Fallecer por una agresión en el estadio es como morir en una boda o en un bautismo: una fiesta para celebrar la vida termina convertida en una reunión de angustia y dolor. Y morir en un hecho violento llena de vergüenza a una sociedad que todavía no aprende a convivir con un mínimo de respeto. Esta vez, el martirologio de aficionados caídos aumenta con un hincha de Liga que muere, según la Policía, por negarse a compartir una cerveza con un correligionario. Increíble.
Al parecer, aunque todavía faltan más investigaciones para dar una versión concluyente, esta vez la víctima no murió por enfrentamientos de barras pandilleras ni por un agudo descuido en las medidas de seguridad del estadio de Liga, un lugar que muchos consideran sumamente inseguro. Fue, según las primeras versiones, un golpe abusivo y bravucón, con tan mala suerte que genera la pérdida de equilibrio de la víctima, su golpe contra la grada y la muerte en el hospital. Sí, pudo pasar en cualquier reunión social. En cualquier fiesta de amigos. En la calle. Pero ocurrió en un estadio, en el de Liga. Es una nueva derrota para los que aman al fútbol.
Es verdad que la sociedad ecuatoriana, ahora mismo, está saturada de violencia. Lo vemos en las pugnas entre los políticos que nos gobiernan y los que están en la oposición, cada vez más polarizados. Lo sentimos en los asaltos, ajustes de cuentas y secuestros exprés que nos agobian y quedan en la impunidad. Lo presenciamos en aquellos que al frente del volante abusan de peatones, ciclistas y reglas de tránsito. Lo sufrimos cada día.
En el fútbol también existe una gran dosis de violencia, sobre todo porque se les ha dado más importancia de la que tienen a los equipos, que son solamente eso, equipos de fútbol. Nunca fuimos mejores ecuatorianos porque 11 jugadores llegaron al Mundial. Nunca fuimos peores porque la Tricolor no entró a Sudáfrica. La rivalidad se ha convertido en enemistad. La crítica a los procesos es tomada como ataque y no como análisis. El Twitter es una cloaca que reemplaza al antiguo grafiti de urinario. Los insultos homofóbicos son los preferidos, como si el fútbol fuera un asunto de hombría. Algunas barras acuden a los estadios para ‘tomar por sorpresa’ a los hinchas contrarios, como si fueran guerrilleros. Estamos locos, en definitiva, porque no sabemos ganar ni, mucho menos, perder.

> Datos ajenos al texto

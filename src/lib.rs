//! Database resilience library
//!
//! Normalizes database options, classifies driver errors per backend, drops
//! dead pooled connections at checkout, and hands out sessions on cached
//! primary and replica engines (SQLite, PostgreSQL, MySQL).

pub mod config;
pub mod db;
pub mod error;
pub mod models;

pub use config::{DatabaseOptions, RawConfig};
pub use db::{EngineCache, EngineRole, Session};
pub use error::{DbError, DbResult, ErrorKind};
//! Row decoding into JSON maps.
//!
//! Column types are first classified into a [`TypeCategory`], then a
//! per-backend decoder tries the matching Rust types in order.

use crate::models::DatabaseType;
use serde_json::Value as JsonValue;
use sqlx::mysql::MySqlRow;
use sqlx::postgres::PgRow;
use sqlx::sqlite::SqliteRow;
use sqlx::{Column, Row, TypeInfo, ValueRef};

/// A decoded row keyed by column name.
pub type JsonRow = serde_json::Map<String, JsonValue>;

/// Logical category for database column types.
#[derive(Debug, Clone, Copy, PartialEq, Eq)]
pub enum TypeCategory {
    Integer,
    Float,
    Boolean,
    Text,
    Binary,
    Json,
    Unknown,
}

/// Classify a database type name into a logical category.
pub fn categorize_type(type_name: &str, db: DatabaseType) -> TypeCategory {
    let lower = type_name.to_lowercase();

    if lower.contains("int") || lower.contains("serial") {
        return TypeCategory::Integer;
    }
    if lower == "bool" || lower == "boolean" {
        return TypeCategory::Boolean;
    }
    if lower.contains("float") || lower.contains("double") || lower == "real" {
        return TypeCategory::Float;
    }
    // SQLite's NUMERIC affinity stores floats
    if db == DatabaseType::SQLite && lower == "numeric" {
        return TypeCategory::Float;
    }
    if lower == "json" || lower == "jsonb" {
        return TypeCategory::Json;
    }
    if lower.contains("blob") || lower.contains("binary") || lower == "bytea" {
        return TypeCategory::Binary;
    }
    if lower.contains("char") || lower == "text" || lower.contains("string") {
        return TypeCategory::Text;
    }
    TypeCategory::Unknown
}

fn float_value(v: f64) -> JsonValue {
    serde_json::Number::from_f64(v)
        .map(JsonValue::Number)
        .unwrap_or_else(|| JsonValue::String(v.to_string()))
}

/// Binary columns decode as text when valid UTF-8, else as a byte array.
fn bytes_value(bytes: Vec<u8>) -> JsonValue {
    match String::from_utf8(bytes) {
        Ok(s) => JsonValue::String(s),
        Err(e) => JsonValue::Array(e.into_bytes().into_iter().map(JsonValue::from).collect()),
    }
}

fn text_value(v: String, type_name: &str) -> JsonValue {
    if type_name.to_lowercase().contains("json") {
        if let Ok(json) = serde_json::from_str::<JsonValue>(&v) {
            return json;
        }
    }
    JsonValue::String(v)
}

/// Return the first successful decode among the listed types.
macro_rules! decode_first {
    ($row:expr, $idx:expr, $($ty:ty => $map:expr),+ $(,)?) => {{
        $(
            if let Ok(Some(v)) = $row.try_get::<Option<$ty>, _>($idx) {
                return $map(v);
            }
        )+
        JsonValue::Null
    }};
}

/// Conversion of driver rows into JSON maps.
pub trait RowToJson {
    fn to_json_map(&self) -> JsonRow;
}

macro_rules! impl_row_to_json {
    ($row:ty, $db:expr, $decoder:path) => {
        impl RowToJson for $row {
            fn to_json_map(&self) -> JsonRow {
                self.columns()
                    .iter()
                    .enumerate()
                    .map(|(idx, col)| {
                        let is_null = self
                            .try_get_raw(idx)
                            .map(|raw| raw.is_null())
                            .unwrap_or(true);
                        let value = if is_null {
                            JsonValue::Null
                        } else {
                            let type_name = col.type_info().name();
                            $decoder(self, idx, type_name, categorize_type(type_name, $db))
                        };
                        (col.name().to_string(), value)
                    })
                    .collect()
            }
        }
    };
}

impl_row_to_json!(MySqlRow, DatabaseType::MySQL, mysql::decode_column);
impl_row_to_json!(PgRow, DatabaseType::PostgreSQL, postgres::decode_column);
impl_row_to_json!(SqliteRow, DatabaseType::SQLite, sqlite::decode_column);

mod mysql {
    use super::*;

    pub fn decode_column(
        row: &MySqlRow,
        idx: usize,
        type_name: &str,
        category: TypeCategory,
    ) -> JsonValue {
        match category {
            TypeCategory::Integer => decode_first!(row, idx,
                i64 => JsonValue::from,
                u64 => JsonValue::from,
            ),
            TypeCategory::Boolean => decode_first!(row, idx,
                bool => JsonValue::Bool,
                i64 => |v: i64| JsonValue::Bool(v != 0),
            ),
            TypeCategory::Float => decode_first!(row, idx,
                f64 => float_value,
                f32 => |v: f32| float_value(v as f64),
            ),
            TypeCategory::Binary => decode_first!(row, idx, Vec<u8> => bytes_value),
            TypeCategory::Json => decode_first!(row, idx,
                JsonValue => |v: JsonValue| v,
                String => |v: String| text_value(v, type_name),
            ),
            TypeCategory::Text | TypeCategory::Unknown => decode_first!(row, idx,
                String => |v: String| text_value(v, type_name),
                Vec<u8> => bytes_value,
            ),
        }
    }
}

mod postgres {
    use super::*;

    pub fn decode_column(
        row: &PgRow,
        idx: usize,
        type_name: &str,
        category: TypeCategory,
    ) -> JsonValue {
        match category {
            TypeCategory::Integer => decode_first!(row, idx,
                i64 => JsonValue::from,
                i32 => JsonValue::from,
                i16 => JsonValue::from,
            ),
            TypeCategory::Boolean => decode_first!(row, idx, bool => JsonValue::Bool),
            TypeCategory::Float => decode_first!(row, idx,
                f64 => float_value,
                f32 => |v: f32| float_value(v as f64),
            ),
            TypeCategory::Binary => decode_first!(row, idx, Vec<u8> => bytes_value),
            TypeCategory::Json => decode_first!(row, idx, JsonValue => |v: JsonValue| v),
            TypeCategory::Text | TypeCategory::Unknown => decode_first!(row, idx,
                String => |v: String| text_value(v, type_name),
            ),
        }
    }
}

mod sqlite {
    use super::*;

    /// SQLite is dynamically typed, so every category falls back to the
    /// storage classes in turn.
    pub fn decode_column(
        row: &SqliteRow,
        idx: usize,
        type_name: &str,
        category: TypeCategory,
    ) -> JsonValue {
        match category {
            TypeCategory::Boolean => decode_first!(row, idx,
                bool => JsonValue::Bool,
                i64 => JsonValue::from,
            ),
            TypeCategory::Float => decode_first!(row, idx,
                f64 => float_value,
                i64 => JsonValue::from,
            ),
            TypeCategory::Binary => decode_first!(row, idx, Vec<u8> => bytes_value),
            TypeCategory::Text => decode_first!(row, idx,
                String => |v: String| text_value(v, type_name),
                i64 => JsonValue::from,
                f64 => float_value,
            ),
            _ => decode_first!(row, idx,
                i64 => JsonValue::from,
                f64 => float_value,
                String => |v: String| text_value(v, type_name),
                Vec<u8> => bytes_value,
            ),
        }
    }
}

#[cfg(test)]
mod tests {
    use super::*;

    #[test]
    fn test_categorize_type() {
        assert_eq!(
            categorize_type("BIGINT", DatabaseType::MySQL),
            TypeCategory::Integer
        );
        assert_eq!(
            categorize_type("int4", DatabaseType::PostgreSQL),
            TypeCategory::Integer
        );
        assert_eq!(
            categorize_type("NUMERIC", DatabaseType::SQLite),
            TypeCategory::Float
        );
        assert_eq!(
            categorize_type("VARCHAR", DatabaseType::MySQL),
            TypeCategory::Text
        );
        assert_eq!(
            categorize_type("jsonb", DatabaseType::PostgreSQL),
            TypeCategory::Json
        );
        assert_eq!(
            categorize_type("NULL", DatabaseType::SQLite),
            TypeCategory::Unknown
        );
    }

    #[test]
    fn test_bytes_value() {
        assert_eq!(bytes_value("♥".as_bytes().to_vec()), JsonValue::from("♥"));
        assert_eq!(
            bytes_value(vec![0xff, 0x00]),
            serde_json::json!([255, 0])
        );
    }

    #[test]
    fn test_text_value_parses_json_columns() {
        assert_eq!(
            text_value("{\"a\":1}".to_string(), "JSON"),
            serde_json::json!({"a": 1})
        );
        assert_eq!(
            text_value("{\"a\":1}".to_string(), "TEXT"),
            JsonValue::from("{\"a\":1}")
        );
    }
}
//! Engine cache and primary/replica selection.
//!
//! An [`Engine`] is one configured pool for one role. [`EngineCache`] creates
//! engines lazily and keeps them for the life of the process, keyed by
//! connection URL, role and flags.
//!
//! ## Concurrency
//! - `RwLock<HashMap<EngineKey, Arc<OnceCell<..>>>>`: readers share the map,
//!   the write lock is only taken to insert a missing cell
//! - `OnceCell` per key gives single-flight engine creation; a failed
//!   creation leaves the cell empty so the next caller tries again

use crate::config::DatabaseOptions;
use crate::db::backend::{BackendRegistry, DEFAULT_REGISTRY};
use crate::db::detector::DisconnectDetector;
use crate::db::native::{NativeError, NativeErrorClass};
use crate::db::pool::{DbPool, PoolSettings, create_pool};
use crate::db::retry::RetryPolicy;
use crate::db::session::Session;
use crate::error::{DbError, DbResult, ErrorKind};
use crate::models::{ConnectionUrl, DatabaseType};
use once_cell::sync::Lazy;
use serde::Serialize;
use std::collections::HashMap;
use std::sync::{Arc, Mutex};
use tokio::sync::{OnceCell, RwLock};
use tracing::{debug, info, warn};

/// Which configured connection an engine serves.
#[derive(Debug, Clone, Copy, PartialEq, Eq, Hash, Serialize)]
#[serde(rename_all = "lowercase")]
pub enum EngineRole {
    Primary,
    /// Read-only traffic; falls back to the primary when no replica is set.
    Replica,
}

impl std::fmt::Display for EngineRole {
    fn fmt(&self, f: &mut std::fmt::Formatter<'_>) -> std::fmt::Result {
        match self {
            Self::Primary => write!(f, "primary"),
            Self::Replica => write!(f, "replica"),
        }
    }
}

/// Per-engine overrides of connect-time options.
///
/// `None` keeps the value from [`DatabaseOptions`]. Engines with different
/// flags are cached separately.
#[derive(Debug, Clone, Copy, Default, PartialEq, Eq, Hash)]
pub struct EngineFlags {
    pub mysql_traditional_mode: Option<bool>,
    pub sqlite_fk: Option<bool>,
    pub sqlite_synchronous: Option<bool>,
}

impl EngineFlags {
    /// Options with these overrides applied.
    pub fn apply(&self, options: &DatabaseOptions) -> DatabaseOptions {
        let mut options = options.clone();
        if let Some(v) = self.mysql_traditional_mode {
            options.mysql_traditional_mode = v;
        }
        if let Some(v) = self.sqlite_fk {
            options.sqlite_fk = v;
        }
        if let Some(v) = self.sqlite_synchronous {
            options.sqlite_synchronous = v;
        }
        options
    }
}

#[derive(Debug, Clone, PartialEq, Eq, Hash)]
struct EngineKey {
    url: String,
    role: EngineRole,
    flags: EngineFlags,
}

// =============================================================================
// Engine
// =============================================================================

/// A configured pool for one role.
#[derive(Debug)]
pub struct Engine {
    role: EngineRole,
    url: ConnectionUrl,
    flags: EngineFlags,
    options: DatabaseOptions,
    pool: DbPool,
    detector: Arc<DisconnectDetector>,
    registry: Arc<BackendRegistry>,
}

impl Engine {
    /// Create the pool, retrying the first connection while the backend is
    /// unreachable.
    pub async fn connect(
        url: ConnectionUrl,
        role: EngineRole,
        flags: EngineFlags,
        options: &DatabaseOptions,
        registry: Arc<BackendRegistry>,
    ) -> DbResult<Self> {
        let options = flags.apply(options);
        let descriptor = registry.get(url.backend()).ok_or_else(|| {
            DbError::config(
                "connection",
                format!("unsupported database backend '{}'", url.backend()),
            )
        })?;
        let detector = Arc::new(DisconnectDetector::new(descriptor));
        let settings = PoolSettings::from_options(&options, &url);

        info!(
            role = %role,
            backend = %url.backend(),
            url = %url.masked(),
            "Creating database engine"
        );

        let mut attempts: u32 = 0;
        let result = {
            let (url, settings, detector, registry, options) =
                (&url, &settings, &detector, &registry, &options);
            RetryPolicy::from_options(options)
                .run(|| {
                    attempts += 1;
                    let detector = Arc::clone(detector);
                    async move {
                        create_pool(url, settings, detector)
                            .await
                            .map_err(|e| translate_error(registry, url.backend(), options, &e))
                    }
                })
                .await
        };

        let pool = match result {
            Ok(pool) => pool,
            Err(e) if e.kind() == ErrorKind::Config => return Err(e),
            Err(e) => {
                warn!(
                    role = %role,
                    url = %url.masked(),
                    attempts,
                    error = %e,
                    "Could not connect to database"
                );
                return Err(DbError::connection_failed(
                    url.masked(),
                    attempts,
                    e.to_string(),
                ));
            }
        };

        info!(role = %role, backend = %url.backend(), "Database engine ready");

        Ok(Self {
            role,
            url,
            flags,
            options,
            pool,
            detector,
            registry,
        })
    }

    pub fn role(&self) -> EngineRole {
        self.role
    }

    /// Normalized backend name.
    pub fn backend(&self) -> &str {
        self.url.backend()
    }

    pub fn db_type(&self) -> DatabaseType {
        self.pool.db_type()
    }

    pub fn masked_url(&self) -> String {
        self.url.masked()
    }

    pub fn flags(&self) -> EngineFlags {
        self.flags
    }

    /// Effective options, flags applied.
    pub fn options(&self) -> &DatabaseOptions {
        &self.options
    }

    pub fn pool(&self) -> &DbPool {
        &self.pool
    }

    pub fn detector(&self) -> &Arc<DisconnectDetector> {
        &self.detector
    }

    /// Translate a driver error for this engine's backend.
    pub fn translate(&self, err: &sqlx::Error) -> DbError {
        translate_error(&self.registry, self.backend(), &self.options, err)
    }

    /// Start a new session on this engine.
    pub fn session(self: &Arc<Self>) -> Session {
        Session::new(Arc::clone(self))
    }

    /// Run one liveness probe through the pool.
    pub async fn ping(&self) -> DbResult<()> {
        self.pool.ping().await.map_err(|native| {
            if native.class == NativeErrorClass::PoolTimedOut {
                DbError::pool_timeout(self.options.pool_timeout)
            } else {
                self.registry.classify(self.backend(), native)
            }
        })
    }

    pub async fn close(&self) {
        self.pool.close().await;
    }
}

fn translate_error(
    registry: &BackendRegistry,
    backend: &str,
    options: &DatabaseOptions,
    err: &sqlx::Error,
) -> DbError {
    let native = NativeError::from(err);
    match native.class {
        NativeErrorClass::PoolTimedOut => DbError::pool_timeout(options.pool_timeout),
        NativeErrorClass::Configuration => DbError::config("connection", native.message),
        _ => registry.classify(backend, native),
    }
}

// =============================================================================
// Engine cache
// =============================================================================

/// Process-wide engine cache for one set of [`DatabaseOptions`].
pub struct EngineCache {
    options: DatabaseOptions,
    primary: ConnectionUrl,
    replica: Option<ConnectionUrl>,
    registry: Arc<BackendRegistry>,
    /// Per-key lazy engines. OnceCell ensures single-flight creation.
    engines: RwLock<HashMap<EngineKey, Arc<OnceCell<Arc<Engine>>>>>,
}

impl std::fmt::Debug for EngineCache {
    fn fmt(&self, f: &mut std::fmt::Formatter<'_>) -> std::fmt::Result {
        f.debug_struct("EngineCache")
            .field("primary", &self.primary.masked())
            .field("replica", &self.replica.as_ref().map(|r| r.masked()))
            .finish_non_exhaustive()
    }
}

impl EngineCache {
    /// Validate options and create an empty cache with the built-in backends.
    ///
    /// No connection is attempted. Fails with `Config` when `connection` is
    /// missing or names a backend without a pool driver, and with
    /// `EngineMismatch` when the replica uses a different backend.
    pub fn new(options: DatabaseOptions) -> DbResult<Self> {
        Self::with_registry(options, Arc::clone(&DEFAULT_REGISTRY))
    }

    pub fn with_registry(
        options: DatabaseOptions,
        registry: Arc<BackendRegistry>,
    ) -> DbResult<Self> {
        options.validate()?;

        let connection = options
            .connection
            .as_deref()
            .filter(|c| !c.trim().is_empty())
            .ok_or_else(|| DbError::config("connection", "no database connection configured"))?;
        let primary = ConnectionUrl::parse(connection)?;
        Self::check_backend(&registry, &primary)?;

        let replica = match options
            .slave_connection
            .as_deref()
            .filter(|c| !c.trim().is_empty())
        {
            Some(raw) => {
                let replica = ConnectionUrl::parse(raw)
                    .map_err(|_| DbError::config("slave_connection", "not a database URL"))?;
                if replica.backend() != primary.backend() {
                    return Err(DbError::engine_mismatch(primary.backend(), replica.backend()));
                }
                Some(replica)
            }
            None => None,
        };

        Ok(Self {
            options,
            primary,
            replica,
            registry,
            engines: RwLock::new(HashMap::new()),
        })
    }

    fn check_backend(registry: &BackendRegistry, url: &ConnectionUrl) -> DbResult<()> {
        if !registry.contains(url.backend()) {
            return Err(DbError::config(
                "connection",
                format!("unsupported database backend '{}'", url.backend()),
            ));
        }
        if url.database_type().is_none() {
            return Err(DbError::config(
                "connection",
                format!("no pool driver available for backend '{}'", url.backend()),
            ));
        }
        Ok(())
    }

    pub fn options(&self) -> &DatabaseOptions {
        &self.options
    }

    /// Backend shared by primary and replica.
    pub fn backend(&self) -> &str {
        self.primary.backend()
    }

    pub fn has_replica(&self) -> bool {
        self.replica.is_some()
    }

    pub fn registry(&self) -> &Arc<BackendRegistry> {
        &self.registry
    }

    pub async fn get_engine(&self, role: EngineRole) -> DbResult<Arc<Engine>> {
        self.get_engine_with(role, EngineFlags::default()).await
    }

    /// Get the engine for a role, creating it on first use.
    pub async fn get_engine_with(
        &self,
        role: EngineRole,
        flags: EngineFlags,
    ) -> DbResult<Arc<Engine>> {
        let (url, role) = match (role, &self.replica) {
            (EngineRole::Replica, Some(replica)) => (replica, EngineRole::Replica),
            _ => (&self.primary, EngineRole::Primary),
        };
        let key = EngineKey {
            url: url.as_str().to_string(),
            role,
            flags,
        };

        let cell = {
            let engines = self.engines.read().await;
            if let Some(cell) = engines.get(&key) {
                Arc::clone(cell)
            } else {
                drop(engines);
                let mut engines = self.engines.write().await;
                // Double-check after acquiring write lock
                if let Some(cell) = engines.get(&key) {
                    Arc::clone(cell)
                } else {
                    let cell = Arc::new(OnceCell::new());
                    engines.insert(key, Arc::clone(&cell));
                    cell
                }
            }
        };

        let engine = cell
            .get_or_try_init(|| async {
                let engine = Engine::connect(
                    url.clone(),
                    role,
                    flags,
                    &self.options,
                    Arc::clone(&self.registry),
                )
                .await?;
                Ok::<_, DbError>(Arc::new(engine))
            })
            .await?;

        Ok(Arc::clone(engine))
    }

    /// New session on the engine for `role`.
    pub async fn session(&self, role: EngineRole) -> DbResult<Session> {
        Ok(self.get_engine(role).await?.session())
    }

    /// Number of engines created so far.
    pub async fn engine_count(&self) -> usize {
        let engines = self.engines.read().await;
        engines.values().filter(|cell| cell.get().is_some()).count()
    }

    /// Close every pool and forget all engines.
    pub async fn cleanup(&self) {
        let drained: Vec<_> = {
            let mut engines = self.engines.write().await;
            engines.drain().collect()
        }; // Lock released here

        for (key, cell) in drained {
            if let Some(engine) = cell.get() {
                debug!(role = %key.role, url = %engine.masked_url(), "Closing engine");
                engine.close().await;
            }
        }
        info!("All database engines closed");
    }
}

// =============================================================================
// Process-wide instance
// =============================================================================

static GLOBAL: Lazy<Mutex<Option<Arc<EngineCache>>>> = Lazy::new(|| Mutex::new(None));

/// Initialize the process-wide cache, or return the existing one.
///
/// Options passed after the first successful call are ignored until
/// [`cleanup_global`] runs.
pub fn init_global(options: DatabaseOptions) -> DbResult<Arc<EngineCache>> {
    let mut global = GLOBAL.lock().unwrap_or_else(|e| e.into_inner());
    if let Some(cache) = global.as_ref() {
        return Ok(Arc::clone(cache));
    }
    let cache = Arc::new(EngineCache::new(options)?);
    *global = Some(Arc::clone(&cache));
    Ok(cache)
}

/// The process-wide cache, if initialized.
pub fn global() -> Option<Arc<EngineCache>> {
    GLOBAL
        .lock()
        .unwrap_or_else(|e| e.into_inner())
        .as_ref()
        .map(Arc::clone)
}

/// Close all engines of the process-wide cache and reset it.
pub async fn cleanup_global() {
    let cache = GLOBAL.lock().unwrap_or_else(|e| e.into_inner()).take();
    if let Some(cache) = cache {
        cache.cleanup().await;
    }
}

Se piden más controles. Se piden sanciones severas contra aquellos que osen violar las normas. Pero no hay cacheos, operativos de inteligencia, confiscaciones ni cámaras de seguridad que frenen la violencia si el público no adquiere la madurez suficiente para disfrutar un espectáculo. En algunas ligas barriales hay partidos que acaban en bronca campal mientras los hinchas beben de jaba en jaba. Si no hay madurez en pequeña escala, ¿cómo esperarla en niveles masivos? Que lo ocurrido en el duelo entre Liga y Emelec sea, al final, un acto esporádico, no debe ser un alivio, porque no disminuye la gravedad del cáncer que sufre el fútbol.
Ya es hora de pedir ayuda. Los ingleses derrotaron a los ‘hooligans’ y ahora sus partidos son seguros, siempre llenos de niños. Aprendamos de ellos: es momento de que los violentos sean identificados, atrapados y enjuiciados. Ya hay muchos crímenes en los estadios que siguen sin castigo. En Colombia, los actores de vandalismo en los estadios se van a prisión por años.
Hoy, un hogar ecuatoriano llora la partida de un ser querido que fue al estadio y no volvió. ¿Cuántos más deben morir?